Brighton Fringe 2014
Lovely piece of theatre and storytelling that pays homage to a generation of Eastern Europeans is beautifully played by Israeli Theatre Company.
This clever and thoroughly enjoyable play by Gur Koren has been translated from Israeli by Ariella Eshed who also directed this production. A jolly good thing too! In true Brechtian style an actor walks on stage and informs us that he is an actor and that he is going to play the part of Gur. The other actors come in out of his story playing a range of different characters and the ‘actor playing Gur’ continues to step in and out of the action commenting on the situations Gur finds himself in and even on the nature of actors. It’s just one of a number of theatrical devices that works really well and which are all enjoyed by the audience. Gur’s dead grandfather starts appearing in random characters. He literally ‘pops up’ in other people and the device the company uses to show this is done with simple panache that is great fun to watch. Gur’s Grandfather lived in Eastern Europe through the momentous period of the early 20th century when great swathes of people had to leave their homelands, often without anything but the clothes on their backs, to go and find other lands where they could try and start new lives. The fascinating history of these people is told in this play in a way that makes it a cultural experience as well as great entertainment. It’s a pleasure to hear the Eastern European dialects; Polish, Lithuanian, Hungarian and Hebrew. It’s also especially enjoyable to hear the the long and sonorous names that people were given in Eastern Europe in those times. Then there is the Yiddish, a sort of cockney version of Hebrew that is as much fun as cockney and especially in this play when it comes from the horse’s mouth as it were; from the time when these wonderful words were widely spoken. Yiddish and Hebrew are of course the Jewish languages and this is an Israeli play and a number of members of the audience had obviously come for a bit of Jewish history and culture, and they were not disappointed. The play is a history lesson and homage to a generation that some people in the audience probably remembered or had family stories about. But this is not just a play for those interested Jewish history. It is a fascinating, enjoyable (and sometimes bawdy) experience that everyone would enjoy.
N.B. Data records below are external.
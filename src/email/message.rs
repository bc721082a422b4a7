use chrono::{DateTime, Utc};
use serde::{Deserialize, Serialize};
use std::collections::BTreeSet;

/// Reference to an attachment; the payload itself lives in the local store
#[derive(Debug, Clone, PartialEq, Eq, Serialize, Deserialize)]
pub struct AttachmentRef {
    pub id: String,
    pub filename: String,
    #[serde(default = "default_mime_type")]
    pub mime_type: String,
    #[serde(default)]
    pub size: u64,
}

fn default_mime_type() -> String {
    "application/octet-stream".to_string()
}

/// A single received message.
///
/// Everything except `is_read` and `is_archived` is fixed once the message
/// has been received; those two flags only change through explicit user
/// action.
#[derive(Debug, Clone, PartialEq, Serialize, Deserialize)]
pub struct Message {
    pub id: String,
    pub thread_id: String,
    pub subject: String,
    pub sender: String,
    #[serde(default)]
    pub recipients: Vec<String>,
    #[serde(default)]
    pub preview: String,
    #[serde(default)]
    pub body: String,
    pub received_at: DateTime<Utc>,
    #[serde(default)]
    pub is_read: bool,
    #[serde(default)]
    pub is_archived: bool,
    #[serde(default)]
    pub attachments: Vec<AttachmentRef>,
}

impl Message {
    pub fn new(
        id: impl Into<String>,
        thread_id: impl Into<String>,
        subject: impl Into<String>,
        sender: impl Into<String>,
        recipients: Vec<String>,
        received_at: DateTime<Utc>,
    ) -> Self {
        Self {
            id: id.into(),
            thread_id: thread_id.into(),
            subject: subject.into(),
            sender: sender.into(),
            recipients,
            preview: String::new(),
            body: String::new(),
            received_at,
            is_read: false,
            is_archived: false,
            attachments: Vec::new(),
        }
    }

    /// Set the body, deriving the preview from its first line
    pub fn with_body(mut self, body: impl Into<String>) -> Self {
        self.body = body.into();
        self.preview = make_preview(&self.body);
        self
    }

    pub fn has_attachments(&self) -> bool {
        !self.attachments.is_empty()
    }
}

const PREVIEW_LEN: usize = 120;

fn make_preview(body: &str) -> String {
    let first_line = body.lines().map(str::trim).find(|l| !l.is_empty()).unwrap_or("");
    first_line.chars().take(PREVIEW_LEN).collect()
}

/// Server-side grouping of messages sharing a conversation id
#[derive(Debug, Clone, PartialEq, Serialize, Deserialize)]
pub struct Thread {
    pub id: String,
    pub subject: String,
    /// Messages in arrival order
    #[serde(default)]
    pub messages: Vec<Message>,
    #[serde(default)]
    pub participants: BTreeSet<String>,
    #[serde(default)]
    pub is_muted: bool,
}

impl Thread {
    /// Build a thread from its messages, collecting participants from every
    /// sender and recipient.
    pub fn new(id: impl Into<String>, subject: impl Into<String>, messages: Vec<Message>) -> Self {
        let participants = messages
            .iter()
            .flat_map(|m| std::iter::once(&m.sender).chain(m.recipients.iter()))
            .cloned()
            .collect();

        Self {
            id: id.into(),
            subject: subject.into(),
            messages,
            participants,
            is_muted: false,
        }
    }

    pub fn latest_received_at(&self) -> Option<DateTime<Utc>> {
        self.messages.iter().map(|m| m.received_at).max()
    }

    pub fn unread_count(&self) -> usize {
        self.messages.iter().filter(|m| !m.is_read).count()
    }
}

/// Outgoing message handed to a mail service
#[derive(Debug, Clone, PartialEq, Serialize, Deserialize)]
pub struct Draft {
    pub id: uuid::Uuid,
    pub to: Vec<String>,
    #[serde(default)]
    pub cc: Vec<String>,
    pub subject: String,
    pub body: String,
    #[serde(default)]
    pub in_reply_to: Option<String>,
}

impl Draft {
    pub fn new(to: Vec<String>, subject: impl Into<String>, body: impl Into<String>) -> Self {
        Self {
            id: uuid::Uuid::new_v4(),
            to,
            cc: Vec::new(),
            subject: subject.into(),
            body: body.into(),
            in_reply_to: None,
        }
    }

    /// Reply to `message`: addressed to its sender, subject prefixed once
    pub fn reply_to(message: &Message, body: impl Into<String>) -> Self {
        let subject = if message.subject.to_lowercase().starts_with("re:") {
            message.subject.clone()
        } else {
            format!("Re: {}", message.subject)
        };

        let mut draft = Self::new(vec![message.sender.clone()], subject, body);
        draft.in_reply_to = Some(message.id.clone());
        draft
    }
}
I would like to point out good individual performances from the company, but the four actors were all so good and all in such harmony with each other that it wouldn’t be right to single out any one performance.
I do hope this production continues to be performed and that audiences around the world get to see such a well written and well executed piece of imaginative and interesting theatre. This is the stuff that good Fringe Festivals are made of.